Comprehensive analysis of the atenolol - DNA complex by viscometric, molecular docking and spectroscopic techniques.

This paper discusses multi-spectroscopic and molecular docking analysis of the interaction between atenolol (ATN) and deoxyribose nucleic acid (DNA) using alizarin (ALZ) as a spectroscopic probe. ATN is a ß1 -receptor antagonist belonging to the ß-blocker class of molecules. Experimental findings that were based on different spectroscopic analysis, melting studies, viscometric analysis, 1 H nuclear magnetic resonance and circular dichroism studies revealed the presence of a grove-binding mode.

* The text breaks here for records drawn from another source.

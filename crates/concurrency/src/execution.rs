//! Execution records
//!
//! Every intercepted call that completed (successfully or not) is kept as an
//! `ExecutionRecord` in the log of the proxy that issued it. Records are
//! appended strictly after the delegate returned, so the log never holds a
//! call with an unknown outcome.
//!
//! A record is immutable except for its outcome, which a replay overwrites
//! with the value the replacement delegate returned.

use std::fmt;
use std::sync::atomic::{AtomicU64, Ordering};
use std::time::Duration;

use sqlreplay_core::{Error, Result};

/// Process-wide counter for handle identities
static NEXT_HANDLE: AtomicU64 = AtomicU64::new(1);

/// Identity of one physical driver handle
///
/// A fresh identity is issued each time a delegate is wrapped or replaced,
/// so log lines show which physical handle served a call.
#[derive(Debug, Clone, Copy, PartialEq, Eq, Hash)]
pub struct HandleId {
    kind: &'static str,
    seq: u64,
}

impl HandleId {
    /// Issue a new identity for a handle of the given kind
    pub fn next(kind: &'static str) -> Self {
        HandleId {
            kind,
            seq: NEXT_HANDLE.fetch_add(1, Ordering::Relaxed),
        }
    }

    /// Handle kind, e.g. `connection`
    pub fn kind(&self) -> &'static str {
        self.kind
    }
}

impl fmt::Display for HandleId {
    fn fmt(&self, f: &mut fmt::Formatter<'_>) -> fmt::Result {
        write!(f, "{}@{:x}", self.kind, self.seq)
    }
}

/// An intercepted call: operation name plus arguments
pub trait Call: fmt::Debug {
    /// Operation name, e.g. `execute_query`
    fn operation(&self) -> &'static str;

    /// Arguments rendered for logs
    fn arguments(&self) -> Vec<String> {
        Vec::new()
    }
}

/// One completed call against a delegate
#[derive(Debug)]
pub struct ExecutionRecord<C, O> {
    target: HandleId,
    call: C,
    outcome: Result<O>,
    duration: Duration,
}

impl<C: Call, O> ExecutionRecord<C, O> {
    /// Record a completed call
    pub fn new(target: HandleId, call: C, outcome: Result<O>, duration: Duration) -> Self {
        ExecutionRecord {
            target,
            call,
            outcome,
            duration,
        }
    }

    /// Handle the call was issued against
    pub fn target(&self) -> HandleId {
        self.target
    }

    /// The call
    pub fn call(&self) -> &C {
        &self.call
    }

    /// Result or error of the call
    pub fn outcome(&self) -> &Result<O> {
        &self.outcome
    }

    /// Whether the call succeeded
    pub fn succeeded(&self) -> bool {
        self.outcome.is_ok()
    }

    /// Error of the call, if it failed
    pub fn error(&self) -> Option<&Error> {
        self.outcome.as_ref().err()
    }

    /// Wall-clock time the delegate took
    pub fn duration(&self) -> Duration {
        self.duration
    }

    /// Overwrite the outcome after a replay re-executed the call
    pub fn replace_result(&mut self, target: HandleId, result: O, duration: Duration) {
        self.target = target;
        self.outcome = Ok(result);
        self.duration = duration;
    }
}

/// Ordered log of execution records for one proxy
#[derive(Debug)]
pub struct ExecutionLog<C, O> {
    records: Vec<ExecutionRecord<C, O>>,
}

impl<C, O> Default for ExecutionLog<C, O> {
    fn default() -> Self {
        ExecutionLog {
            records: Vec::new(),
        }
    }
}

/// Number of calls listed in a call-stack summary
const SUMMARY_LIMIT: usize = 5;

impl<C: Call, O> ExecutionLog<C, O> {
    /// Create an empty log
    pub fn new() -> Self {
        Self::default()
    }

    /// Append a record
    pub fn push(&mut self, record: ExecutionRecord<C, O>) {
        self.records.push(record);
    }

    /// Number of records
    pub fn len(&self) -> usize {
        self.records.len()
    }

    /// Whether the log is empty
    pub fn is_empty(&self) -> bool {
        self.records.is_empty()
    }

    /// Drop every record
    pub fn clear(&mut self) {
        self.records.clear();
    }

    /// Keep only the records matching `keep`
    pub fn retain(&mut self, keep: impl FnMut(&ExecutionRecord<C, O>) -> bool) {
        self.records.retain(keep);
    }

    /// Move every record out, leaving the log empty
    pub fn take(&mut self) -> Vec<ExecutionRecord<C, O>> {
        std::mem::take(&mut self.records)
    }

    /// Records in call order
    pub fn iter(&self) -> impl Iterator<Item = &ExecutionRecord<C, O>> {
        self.records.iter()
    }

    /// Mutable records in call order
    pub fn iter_mut(&mut self) -> impl Iterator<Item = &mut ExecutionRecord<C, O>> {
        self.records.iter_mut()
    }

    /// Short listing of the recorded calls for debug logs
    pub fn summary(&self) -> String {
        let mut out = String::new();
        for (i, record) in self.records.iter().take(SUMMARY_LIMIT).enumerate() {
            out.push_str(&format!("\n\t[{}] {}", i, record.call.operation()));
        }
        if self.records.len() > SUMMARY_LIMIT {
            out.push_str(&format!(
                "\n\t(truncated at {} but there are {} calls queued in total)",
                SUMMARY_LIMIT,
                self.records.len()
            ));
        }
        out
    }
}
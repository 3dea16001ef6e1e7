//! Driver facade
//!
//! `Driver` turns a connection factory plus [`DriverOptions`] into retrying
//! connections:
//!
//! - `connect()` opens the first handle through the factory and wraps it in
//!   a [`RetryConnection`]
//! - replacement handles opened during a retry go through the same factory
//!   and are switched to explicit transactions (auto-commit off) before the
//!   retry loop validates them
//!
//! With `retryTransientErrors` off the connection still rewrites queries for
//! implicit row locking and honours the control statement, but records
//! nothing and never retries.

pub mod builder;
pub mod config;
pub mod duration;
pub mod registry;

use std::fmt;
use std::sync::Arc;

use sqlreplay_concurrency::{ConnectionSettings, RetryConnection};
use sqlreplay_core::{Connection, ConnectionFactory, Result};
use tracing::debug;

pub use builder::DriverBuilder;
pub use config::DriverOptions;

/// Factory for retrying connections
#[derive(Clone)]
pub struct Driver {
    factory: Arc<dyn ConnectionFactory>,
    replacements: Arc<dyn ConnectionFactory>,
    options: DriverOptions,
    settings: ConnectionSettings,
}

impl fmt::Debug for Driver {
    fn fmt(&self, f: &mut fmt::Formatter<'_>) -> fmt::Result {
        f.debug_struct("Driver")
            .field("options", &self.options)
            .field("settings", &self.settings)
            .finish_non_exhaustive()
    }
}

impl Driver {
    /// Start building a driver over `factory`
    pub fn builder(factory: impl ConnectionFactory + 'static) -> DriverBuilder {
        DriverBuilder::new(Arc::new(factory))
    }

    /// Build a driver from options, resolving plugins by name
    pub fn new(factory: impl ConnectionFactory + 'static, options: DriverOptions) -> Result<Self> {
        Self::builder(factory).options(options).build()
    }

    /// Open a retrying connection
    pub fn connect(&self) -> Result<RetryConnection> {
        let delegate = self.factory.connect()?;
        let connection = RetryConnection::new(
            delegate,
            self.settings.clone(),
            Arc::clone(&self.replacements),
        );
        debug!(
            connection = %connection.connection_id(),
            retry = self.settings.retry_enabled(),
            row_locking = self.settings.implicit_row_locking(),
            "Opened connection"
        );
        Ok(connection)
    }

    /// Options this driver was built from
    pub fn options(&self) -> &DriverOptions {
        &self.options
    }

    /// Settings handed to every connection
    pub fn settings(&self) -> &ConnectionSettings {
        &self.settings
    }
}

/// Opens replacement handles in explicit-transaction mode
pub(crate) struct ExplicitTransactions {
    pub(crate) inner: Arc<dyn ConnectionFactory>,
}

impl ConnectionFactory for ExplicitTransactions {
    fn connect(&self) -> Result<Box<dyn Connection>> {
        let mut connection = self.inner.connect()?;
        if let Err(e) = connection.set_auto_commit(false) {
            if let Err(close_err) = connection.close() {
                debug!(
                    error = %close_err,
                    "Could not close connection after auto-commit switch failed"
                );
            }
            return Err(e);
        }
        Ok(connection)
    }
}
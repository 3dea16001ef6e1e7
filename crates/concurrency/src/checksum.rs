//! Checksum accumulator for replay verification
//!
//! A `Checksum` is a running SHA-256 over every value a cursor handed to the
//! caller. The original execution and each replay fold into separate
//! accumulators; a replay is accepted only when both digests are equal.
//!
//! ## Folding rules
//!
//! Every fold writes a one-byte type tag first; all but `Null` follow it with
//! a big-endian `u64` length and the payload, so adjacent values cannot run
//! together.
//!
//! | Value | Payload |
//! |-------|-----------|
//! | `Null` | none (tag only) |
//! | `Bool`, numerics, `Decimal`, `Text` | canonical text, UTF-8 |
//! | `Date`, `Time`, `Timestamp`, `TimestampTz` | ISO-8601 text |
//! | `Uuid` | hyphenated text |
//! | `Bytes` | raw bytes |
//! | `Unsupported` | a fresh random UUID |
//!
//! Streams fold a start tag, then their raw bytes as they are read.
//!
//! Folding a random value for an unsupported type makes any replay that
//! touches it fail the comparison.

use std::fmt;
use std::io::{self, Read};
use std::sync::Arc;

use parking_lot::Mutex;
use sha2::{Digest, Sha256};
use sqlreplay_core::Value;
use tracing::warn;
use uuid::Uuid;

const TAG_NULL: u8 = 0x00;
const TAG_BOOL: u8 = 0x01;
const TAG_INT: u8 = 0x02;
const TAG_FLOAT: u8 = 0x03;
const TAG_DECIMAL: u8 = 0x04;
const TAG_TEXT: u8 = 0x05;
const TAG_BYTES: u8 = 0x06;
const TAG_DATE: u8 = 0x07;
const TAG_TIME: u8 = 0x08;
const TAG_TIMESTAMP: u8 = 0x09;
const TAG_TIMESTAMP_TZ: u8 = 0x0a;
const TAG_UUID: u8 = 0x0b;
const TAG_UNSUPPORTED: u8 = 0x0c;
const TAG_FLAG: u8 = 0x10;
const TAG_STREAM: u8 = 0x11;

fn type_tag(value: &Value) -> u8 {
    match value {
        Value::Null => TAG_NULL,
        Value::Bool(_) => TAG_BOOL,
        Value::Int(_) => TAG_INT,
        Value::Float(_) => TAG_FLOAT,
        Value::Decimal(_) => TAG_DECIMAL,
        Value::Text(_) => TAG_TEXT,
        Value::Bytes(_) => TAG_BYTES,
        Value::Date(_) => TAG_DATE,
        Value::Time(_) => TAG_TIME,
        Value::Timestamp(_) => TAG_TIMESTAMP,
        Value::TimestampTz(_) => TAG_TIMESTAMP_TZ,
        Value::Uuid(_) => TAG_UUID,
        Value::Unsupported(_) => TAG_UNSUPPORTED,
    }
}

/// Running SHA-256 digest over folded values
#[derive(Clone, Default)]
pub struct Checksum {
    hasher: Sha256,
}

impl fmt::Debug for Checksum {
    fn fmt(&self, f: &mut fmt::Formatter<'_>) -> fmt::Result {
        f.debug_struct("Checksum").finish_non_exhaustive()
    }
}

impl Checksum {
    /// Create an empty accumulator
    pub fn new() -> Self {
        Self::default()
    }

    /// Feed raw bytes
    pub fn update(&mut self, bytes: &[u8]) {
        self.hasher.update(bytes);
    }

    /// Digest of everything folded so far
    ///
    /// Does not reset the accumulator; folding may continue afterwards.
    pub fn digest(&self) -> Vec<u8> {
        self.hasher.clone().finalize().to_vec()
    }

    /// Fold a value per the folding rules
    pub fn fold(&mut self, value: &Value) {
        let tag = type_tag(value);
        match value {
            Value::Null => self.update(&[tag]),
            Value::Bytes(bytes) => self.fold_framed(tag, bytes),
            Value::Unsupported(type_name) => {
                warn!(
                    target: "sqlreplay::checksum",
                    type_name = %type_name,
                    "Unable to compute checksum for type, using a non-deterministic value to force \
                     checksum failure on a potential retry"
                );
                self.fold_framed(tag, Uuid::new_v4().hyphenated().to_string().as_bytes());
            }
            other => {
                let text = other.canonical_text().unwrap_or_default();
                self.fold_framed(tag, text.as_bytes());
            }
        }
    }

    /// Fold a boolean cursor answer such as `next` or `was_null`
    pub fn fold_bool(&mut self, b: bool) {
        self.fold_framed(TAG_FLAG, &[u8::from(b)]);
    }

    /// Mark the start of a stream whose bytes follow unframed
    pub fn begin_stream(&mut self) {
        self.update(&[TAG_STREAM]);
    }

    fn fold_framed(&mut self, tag: u8, payload: &[u8]) {
        self.update(&[tag]);
        self.update(&(payload.len() as u64).to_be_bytes());
        self.update(payload);
    }
}

/// Shared handle to a checksum, so streams can fold after the call returned
pub type SharedChecksum = Arc<Mutex<Checksum>>;

/// Reader that folds every byte it yields into a checksum
pub struct ChecksumReader {
    inner: Box<dyn Read + Send>,
    checksum: SharedChecksum,
}

impl ChecksumReader {
    /// Wrap `inner`, folding into `checksum`
    pub fn new(inner: Box<dyn Read + Send>, checksum: SharedChecksum) -> Self {
        checksum.lock().begin_stream();
        ChecksumReader { inner, checksum }
    }
}

impl Read for ChecksumReader {
    fn read(&mut self, buf: &mut [u8]) -> io::Result<usize> {
        let n = self.inner.read(buf)?;
        if n > 0 {
            self.checksum.lock().update(&buf[..n]);
        }
        Ok(n)
    }
}

/// Read `reader` to the end, discarding the bytes
pub fn drain(reader: &mut dyn Read) -> io::Result<u64> {
    io::copy(reader, &mut io::sink())
}
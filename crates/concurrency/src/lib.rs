//! Transaction retry layer for sqlreplay
//!
//! This crate wraps driver handles in recording proxies:
//! - RetryConnection: records connection calls, owns the retry loop
//! - RetryStatement / RetryPreparedStatement: record statement calls and
//!   rewrite queries for implicit row locking
//! - RetryResultSet: folds every value read into a checksum
//!
//! When a transaction fails with a retryable error, the retry loop opens a
//! fresh connection, replays the recorded calls and compares the checksum of
//! every cursor. Identical data means the caller can carry on as if nothing
//! happened; different data fails with a concurrent-update error.
//!
//! Supporting pieces:
//! - Checksum: SHA-256 folding of cursor values and streams
//! - ExecutionLog: ordered call records with replaceable outcomes
//! - RetryPolicy: retryable-error classification and backoff
//! - RetryListener: observation of retry attempts
//! - CallTracer: optional per-call trace logging

#![warn(missing_docs)]
#![warn(clippy::all)]

pub mod cancel;
pub mod checksum;
pub mod connection;
pub mod execution;
pub mod listener;
pub mod policy;
pub mod result;
pub mod settings;
pub mod statement;
pub mod trace;

pub use cancel::CancelToken;
pub use checksum::{Checksum, ChecksumReader};
pub use connection::{ConnectionCall, Phase, RetryConnection};
pub use execution::{Call, ExecutionLog, ExecutionRecord, HandleId};
pub use listener::{LoggingRetryListener, NoopRetryListener, RetryContext, RetryListener};
pub use policy::{
    ExponentialBackoffPolicy, NeverRetry, RetryPolicy, DEFAULT_MAX_ATTEMPTS, DEFAULT_MAX_BACKOFF,
};
pub use result::{CursorCall, CursorOutput, RetryResultSet};
pub use settings::{ConnectionSettings, DEFAULT_VALIDATION_TIMEOUT};
pub use statement::{RetryPreparedStatement, RetryStatement, StatementCall};
pub use trace::CallTracer;
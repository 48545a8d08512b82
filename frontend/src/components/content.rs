use leptos::*;
use shared::classes::{self, ClassList};
use shared::{AnimationEnd, HeightTarget, HeightTransition, ItemOptions};

use crate::animation::{animate_height, settle_height};
use crate::components::body::Body;

/// Panel content region with an animated height.
///
/// `on_animation_end` only fires for the transition started by the latest
/// activation change; completions of superseded transitions are dropped.
#[component]
pub fn Content(
    #[prop(into)] is_active: MaybeSignal<bool>,
    #[prop(into)] body: Body,
    #[prop(optional)] options: ItemOptions,
    #[prop(optional_no_strip)] on_animation_end: Option<Callback<AnimationEnd>>,
) -> impl IntoView {
    let container = create_node_ref::<html::Div>();
    let timing = options.timing();
    let initially_active = is_active.get_untracked();
    let transition = store_value(HeightTransition::new(initially_active));

    create_effect(move |previous: Option<bool>| {
        let active = is_active.get();
        if previous.is_some_and(|previous| previous != active) {
            let ticket = transition.try_update_value(|transition| transition.begin(active));
            if let (Some(ticket), Some(el)) = (ticket, container.get_untracked()) {
                let el: web_sys::HtmlElement = (*el).clone().into();
                let settled = el.clone();
                animate_height(&el, ticket.target, &timing, move || {
                    let Some(Some(end)) = transition.try_with_value(|t| t.complete(ticket)) else {
                        return;
                    };
                    settle_height(&settled, end.target);
                    if let Some(on_animation_end) = on_animation_end {
                        on_animation_end.call(end);
                    }
                });
            }
        }
        active
    });

    let container_class = ClassList::new(classes::CONTENT_CONTAINER)
        .with(options.content_container_class.as_deref())
        .build();
    let content_class = ClassList::new(classes::CONTENT)
        .with(options.content_class.as_deref())
        .build();
    let initial_style = format!(
        "overflow: hidden; height: {};",
        HeightTarget::from_active(initially_active).settled_css()
    );

    view! {
        <div
            node_ref=container
            class=container_class
            style=initial_style
            aria-hidden=move || (!is_active.get()).to_string()
        >
            <div class=content_class role="region" tabindex="-1">
                {body.render(is_active)}
            </div>
        </div>
    }
}
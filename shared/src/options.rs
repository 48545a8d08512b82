use serde::{Deserialize, Serialize};

use crate::animation::AnimationTiming;

pub const DEFAULT_ANIMATION_DURATION_MS: u32 = 300;
pub const DEFAULT_ANIMATION_EASING: &str = "ease-in-out";

/// Per-panel presentation options.
///
/// Every field is optional so the same type carries both container-level
/// defaults and explicit per-panel values; see [`ItemOptions::overlay`].
#[derive(Debug, Clone, PartialEq, Eq, Default, Serialize, Deserialize)]
#[serde(default)]
pub struct ItemOptions {
    /// Height animation duration in milliseconds.
    pub animation_duration: Option<u32>,
    /// CSS easing function for the height animation.
    pub animation_easing: Option<String>,
    /// Scroll the panel into view once it has finished opening.
    pub scroll_into_view: Option<bool>,
    pub item_container_class: Option<String>,
    pub heading_container_class: Option<String>,
    pub title_container_class: Option<String>,
    pub content_container_class: Option<String>,
    pub content_class: Option<String>,
    pub icon_class: Option<String>,
}

impl ItemOptions {
    /// Returns `explicit` with any unset field filled from `self`.
    pub fn overlay(&self, explicit: &ItemOptions) -> ItemOptions {
        fn pick<T: Clone>(explicit: &Option<T>, fallback: &Option<T>) -> Option<T> {
            explicit.clone().or_else(|| fallback.clone())
        }

        ItemOptions {
            animation_duration: explicit.animation_duration.or(self.animation_duration),
            animation_easing: pick(&explicit.animation_easing, &self.animation_easing),
            scroll_into_view: explicit.scroll_into_view.or(self.scroll_into_view),
            item_container_class: pick(&explicit.item_container_class, &self.item_container_class),
            heading_container_class: pick(
                &explicit.heading_container_class,
                &self.heading_container_class,
            ),
            title_container_class: pick(&explicit.title_container_class, &self.title_container_class),
            content_container_class: pick(
                &explicit.content_container_class,
                &self.content_container_class,
            ),
            content_class: pick(&explicit.content_class, &self.content_class),
            icon_class: pick(&explicit.icon_class, &self.icon_class),
        }
    }

    pub fn duration_ms(&self) -> u32 {
        self.animation_duration.unwrap_or(DEFAULT_ANIMATION_DURATION_MS)
    }

    pub fn easing(&self) -> &str {
        self.animation_easing
            .as_deref()
            .unwrap_or(DEFAULT_ANIMATION_EASING)
    }

    pub fn scrolls_into_view(&self) -> bool {
        self.scroll_into_view.unwrap_or(false)
    }

    pub fn timing(&self) -> AnimationTiming {
        AnimationTiming::new(self.duration_ms(), self.easing())
    }
}
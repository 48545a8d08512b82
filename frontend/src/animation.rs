//! Height animation and scrolling glue over `web-sys`.

use gloo_timers::callback::Timeout;
use shared::{AnimationTiming, HeightTarget};
use web_sys::{HtmlElement, ScrollBehavior, ScrollIntoViewOptions, ScrollLogicalPosition};

fn px(value: i32) -> String {
    format!("{value}px")
}

/// Animates `el`'s height towards `target` and calls `on_end` afterwards.
///
/// Nothing is cancelled: a later call simply restarts from the current
/// height, and the caller decides whether an earlier `on_end` still matters.
pub fn animate_height(
    el: &HtmlElement,
    target: HeightTarget,
    timing: &AnimationTiming,
    on_end: impl FnOnce() + 'static,
) {
    let style = el.style();
    let from = el.offset_height();
    let to = match target {
        HeightTarget::Collapsed => 0,
        HeightTarget::Natural => el.scroll_height(),
    };

    let _ = style.set_property("transition", "none");
    let _ = style.set_property("height", &px(from));

    if timing.is_instant() {
        on_end();
        return;
    }

    // Force a reflow so the start height is applied before the transition.
    let _ = el.offset_height();
    let _ = style.set_property("transition", &timing.transition_css());
    let _ = style.set_property("height", &px(to));

    Timeout::new(timing.duration_ms, on_end).forget();
}

/// Replaces the animated pixel height with the resting value.
pub fn settle_height(el: &HtmlElement, target: HeightTarget) {
    let style = el.style();
    let _ = style.set_property("transition", "none");
    let _ = style.set_property("height", target.settled_css());
}

pub fn scroll_into_view_nearest(el: &HtmlElement) {
    let options = ScrollIntoViewOptions::new();
    options.set_block(ScrollLogicalPosition::Nearest);
    options.set_behavior(ScrollBehavior::Smooth);
    el.scroll_into_view_with_scroll_into_view_options(&options);
}
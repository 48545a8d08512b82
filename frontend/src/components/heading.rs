use leptos::*;
use shared::classes::{self, ClassList};
use shared::{ItemOptions, NavAction, NavKey};

use crate::focus::FocusRing;

/// Clickable, keyboard-navigable panel header.
#[component]
pub fn Heading(
    #[prop(into)] title: String,
    #[prop(optional_no_strip)] title_view: Option<ViewFn>,
    index: usize,
    #[prop(into)] is_active: MaybeSignal<bool>,
    #[prop(optional_no_strip)] icon: Option<ViewFn>,
    #[prop(optional)] options: ItemOptions,
    #[prop(optional_no_strip)] toggle: Option<Callback<usize>>,
    focus: FocusRing,
) -> impl IntoView {
    let node_ref = focus
        .header(index)
        .unwrap_or_else(create_node_ref::<html::Div>);

    let heading_class = ClassList::new(classes::HEADING)
        .with(options.heading_container_class.as_deref())
        .build();
    let title_class = ClassList::new(classes::TITLE_CONTAINER)
        .with(options.title_container_class.as_deref())
        .build();
    let icon_class = ClassList::new(classes::ICON_CONTAINER)
        .with(options.icon_class.as_deref())
        .build();

    let on_click = move |_| {
        if let Some(toggle) = toggle {
            toggle.call(index);
        }
    };

    let on_keydown = move |ev: ev::KeyboardEvent| {
        let Ok(key) = ev.key().parse::<NavKey>() else {
            return;
        };
        match focus.order().resolve(key, index) {
            Some(NavAction::Toggle(target)) => {
                if let Some(toggle) = toggle {
                    toggle.call(target);
                }
            }
            Some(NavAction::Focus(target)) => focus.focus(target),
            None => {}
        }
    };

    let label = title.clone();
    let title_content = match title_view {
        Some(view) => view.run(),
        None => title.into_view(),
    };
    let icon_content = match icon {
        Some(icon) => icon.run(),
        None => view! { <div class=classes::ICON></div> }.into_view(),
    };

    view! {
        <div
            node_ref=node_ref
            role="button"
            tabindex="0"
            class=heading_class
            aria-expanded=move || is_active.get().to_string()
            aria-label=label
            on:click=on_click
            on:keydown=on_keydown
        >
            <div class=title_class>{title_content}</div>
            <div class=icon_class>{icon_content}</div>
        </div>
    }
}

#[cfg(test)]
mod tests {
    use super::*;
    use crate::testing::{find, mount, press, tick};
    use std::cell::RefCell;
    use std::rc::Rc;
    use wasm_bindgen_test::*;

    wasm_bindgen_test_configure!(run_in_browser);

    #[wasm_bindgen_test]
    async fn test_heading_accessibility_attributes() {
        let root = mount(|| {
            view! { <Heading title="Shipping" index=0 is_active=true focus=FocusRing::solo(0) /> }
        });
        tick().await;

        let heading = find(&root, ".accordion-item_heading");
        assert_eq!(heading.get_attribute("role").as_deref(), Some("button"));
        assert_eq!(heading.get_attribute("tabindex").as_deref(), Some("0"));
        assert_eq!(heading.get_attribute("aria-expanded").as_deref(), Some("true"));
        assert_eq!(heading.get_attribute("aria-label").as_deref(), Some("Shipping"));
        assert!(root.query_selector(".accordion-item_icon").unwrap().is_some());
    }

    #[wasm_bindgen_test]
    async fn test_heading_click_and_enter_toggle_own_index() {
        let calls = Rc::new(RefCell::new(Vec::new()));
        let recorded = calls.clone();
        let root = mount(move || {
            let toggle = Callback::new(move |index: usize| recorded.borrow_mut().push(index));
            view! {
                <Heading
                    title="Returns"
                    index=3
                    is_active=false
                    toggle=Some(toggle)
                    focus=FocusRing::solo(3)
                />
            }
        });
        tick().await;

        let heading = find(&root, ".accordion-item_heading");
        heading.click();
        press(&heading, "Enter");
        press(&heading, "Escape");
        tick().await;

        assert_eq!(*calls.borrow(), vec![3, 3]);
    }

    #[wasm_bindgen_test]
    async fn test_custom_icon_replaces_default() {
        let root = mount(|| {
            let icon = ViewFn::from(|| view! { <span class="chevron">"v"</span> });
            view! { <Heading title="Icons" index=0 is_active=false icon=Some(icon) focus=FocusRing::solo(0) /> }
        });
        tick().await;

        assert!(root.query_selector(".chevron").unwrap().is_some());
        assert!(root.query_selector(".accordion-item_icon").unwrap().is_none());
    }
}
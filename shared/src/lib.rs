//! Target-independent accordion logic: the active-set state machine,
//! configuration, keyboard navigation and transition bookkeeping.

pub mod active_set;
pub mod animation;
pub mod classes;
pub mod config;
pub mod navigation;
pub mod options;

pub use active_set::{ActiveSet, ItemState, ItemToggle};
pub use animation::{
    detect_change, AnimationEnd, AnimationTicket, AnimationTiming, HeightTarget, HeightTransition,
};
pub use classes::ClassList;
pub use config::{AccordionConfig, ConfigError, ConfigReport, ConfigWarning};
pub use navigation::{NavAction, NavKey, PanelOrder};
pub use options::{ItemOptions, DEFAULT_ANIMATION_DURATION_MS, DEFAULT_ANIMATION_EASING};
use std::rc::Rc;

use leptos::*;
use shared::ItemState;

/// Panel content: fixed, or rebuilt from the panel's active state.
#[derive(Clone)]
pub enum Body {
    Static(ViewFn),
    Dynamic(Rc<dyn Fn(ItemState) -> View>),
}

impl Body {
    pub fn text(text: impl Into<String>) -> Self {
        let text = text.into();
        Body::Static(ViewFn::from(move || text.clone()))
    }

    pub fn view<F, IV>(render: F) -> Self
    where
        F: Fn() -> IV + 'static,
        IV: IntoView,
    {
        Body::Static(ViewFn::from(render))
    }

    pub fn dynamic<F, IV>(render: F) -> Self
    where
        F: Fn(ItemState) -> IV + 'static,
        IV: IntoView,
    {
        Body::Dynamic(Rc::new(move |state| render(state).into_view()))
    }

    pub(crate) fn render(self, is_active: MaybeSignal<bool>) -> View {
        match self {
            Body::Static(view) => view.run(),
            Body::Dynamic(render) => (move || {
                render(ItemState {
                    is_active: is_active.get(),
                })
            })
            .into_view(),
        }
    }
}

impl From<&str> for Body {
    fn from(text: &str) -> Self {
        Body::text(text)
    }
}

impl From<String> for Body {
    fn from(text: String) -> Self {
        Body::text(text)
    }
}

The effect of ionic strength was also studied, and observations suggested that electrostatic interaction also played a minor role during interaction. Molecular docking analysis suggested that the dominant force for the grove-binding phenomenon was hydrogen bonding between the 24-H residue of ATN and O of the 10-G residue, and the 40-H residue of ATN and N of the 17-A base residue. Competitive binding study of the ALZ-DNA complex with ATN showed that, despite an increase in the amount of ATN in the ALZ-DNA complex, the overall absorbance remained unchanged. The decrease in fluorescence in the ALZ-DNA system may be due to new non-fluorescent ATN-DNA-ALZ complex formation.